I think mitmproxy can do this for you, at least on linux and os-x. I have not tried it myself, but this question seems to show how this is done. However, this is not a trivial program.
However, there are other approaches that I have used:
The first one is the easiest, create a DNS record for development.mydomain.com that points to 127.0.0.1 and one certificate for the (sub) domain in which you manage DNS. Distribute this certificate to all your developers. They still need to configure SSL, but they no longer need to create certificates. This has the added benefit that everyone develops against https://develop.mydomain.com , which allows them to share the configuration. For bonus points, create a DNS record for * .develop.mydomain.com and a wildcard certificate, and your developers may have different sites (for example, https://project1.develop.mydomain.com and https: //project2.develop.mydomain. com ) on the local computer. (Unlike what the Internet sometimes tells you, name-based virtual hosting works fine with SSL, as long as the certificate is valid for all named hosts). Since the domain is the same for everyone, you might consider getting a valid wildcard certificate to get rid of the warnings.

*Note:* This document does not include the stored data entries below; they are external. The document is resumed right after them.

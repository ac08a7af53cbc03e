//! Utility modules for configuration and error handling.

pub mod config;
pub mod error;

// Re-export commonly used error types for convenience
pub use error::{DecodeError, OutputError, ParseError};
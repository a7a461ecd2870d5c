//! Error taxonomy for the engine, following the five kinds of §7: bad input,
//! not-found (modelled as `Ok(empty)`, never an error), transient I/O (retried
//! before surfacing), corruption and internal invariant violations (both
//! fatal, both surfaced here).

use std::io;
use thiserror::Error;

/// Errors returned from the codec layer (block encode/decode).
#[derive(Debug, Error)]
#[non_exhaustive]
pub enum CodecError {
    #[error("unknown codec tag: {0}")]
    UnknownTag(u8),

    #[error("decompressed length {actual} does not match announced length {expected}")]
    LengthMismatch { expected: usize, actual: usize },

    #[error("zstd error: {0}")]
    Zstd(#[from] io::Error),

    #[error("value out of range for codec: {0}")]
    OutOfRange(String),

    #[error("truncated block payload")]
    Truncated,
}

/// Errors returned from the TSM file format layer (§4.B, §7.4).
#[derive(Debug, Error)]
#[non_exhaustive]
pub enum TsmError {
    #[error("I/O error on {path}: {source}")]
    Io {
        path: String,
        #[source]
        source: io::Error,
    },

    #[error("footer mismatch in {0}: index_offset/footer_offset out of bounds")]
    BadFooter(String),

    #[error("index block for column {0} not found in {1}")]
    ColumnNotFound(String, String),

    #[error("index entry count {found} does not match expected data block count {expected} for column {column}")]
    IndexEntryCountMismatch {
        column: String,
        expected: usize,
        found: usize,
    },

    #[error(transparent)]
    Codec(#[from] CodecError),
}

/// Top-level engine error, returned by every public entry point in §6.
///
/// `code()` maps each variant onto the small integer status-code ABI
/// described by the spec: 0 is reserved for success and is never returned
/// from here.
#[derive(Debug, Error)]
#[non_exhaustive]
pub enum EngineError {
    #[error("unknown table: {0}")]
    UnknownTable(String),

    #[error("invalid schema: {0}")]
    InvalidSchema(String),

    #[error("invalid shard id")]
    InvalidShard,

    #[error("empty request")]
    EmptyRequest,

    #[error("downsample interval does not evenly divide the requested range")]
    MisalignedInterval,

    #[error(transparent)]
    Io(#[from] io::Error),

    #[error(transparent)]
    Tsm(#[from] TsmError),

    #[error(transparent)]
    Codec(#[from] CodecError),

    #[error("shard {0} poisoned by a prior fatal conversion error")]
    ShardPoisoned(u16),

    #[error("corrupt staging file {0}: bad header")]
    CorruptStaging(String),

    #[error("internal invariant violated: {0}")]
    Internal(String),
}

impl EngineError {
    /// Maps this error onto the integer status-code ABI of spec.md §6:
    /// non-zero codes grouped by the §7 error kind.
    pub fn code(&self) -> i32 {
        match self {
            EngineError::UnknownTable(_) => 1,
            EngineError::InvalidSchema(_) => 2,
            EngineError::InvalidShard => 3,
            EngineError::EmptyRequest => 4,
            EngineError::MisalignedInterval => 5,
            EngineError::Io(_) => 10,
            EngineError::Tsm(_) | EngineError::Codec(_) => 11,
            EngineError::ShardPoisoned(_) => 12,
            EngineError::CorruptStaging(_) => 13,
            EngineError::Internal(_) => 99,
        }
    }
}

pub type Result<T> = std::result::Result<T, EngineError>;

Unlike the solutions below, it works even outside the office network, which can make a difference when people work from home or at the client.
Based on this, you can also create DNS records for the internal IP code of the development machines (if fixed). This adds some work, but it means that the current work of the developer can be achieved by other users on the local network, which can be very convenient for demonstration, testing on mobile devices, etc.
Another option is to configure one machine on a proxy for all your developers. Create a DNS record pointing to the internal IP of this field, to something like * .develop.mydomain.com, the corresponding wildcard certificate, and configure this field once with the correct certificate. Now you can create a virtual host for each proxy server, and again all sites will be accessible throughout the local network, but this requires the developer to have fixed IP addresses (or host names added to DNS via DHCP). Combined with the ability of apache to include all files in a directory, the configuration makes it trivial to create a script that adds a new site based on the template. All you have to do is write a new file based on the requested subdomain plus destination and reload the apache configuration. This means that something like a simple PHP script can do what you want to do.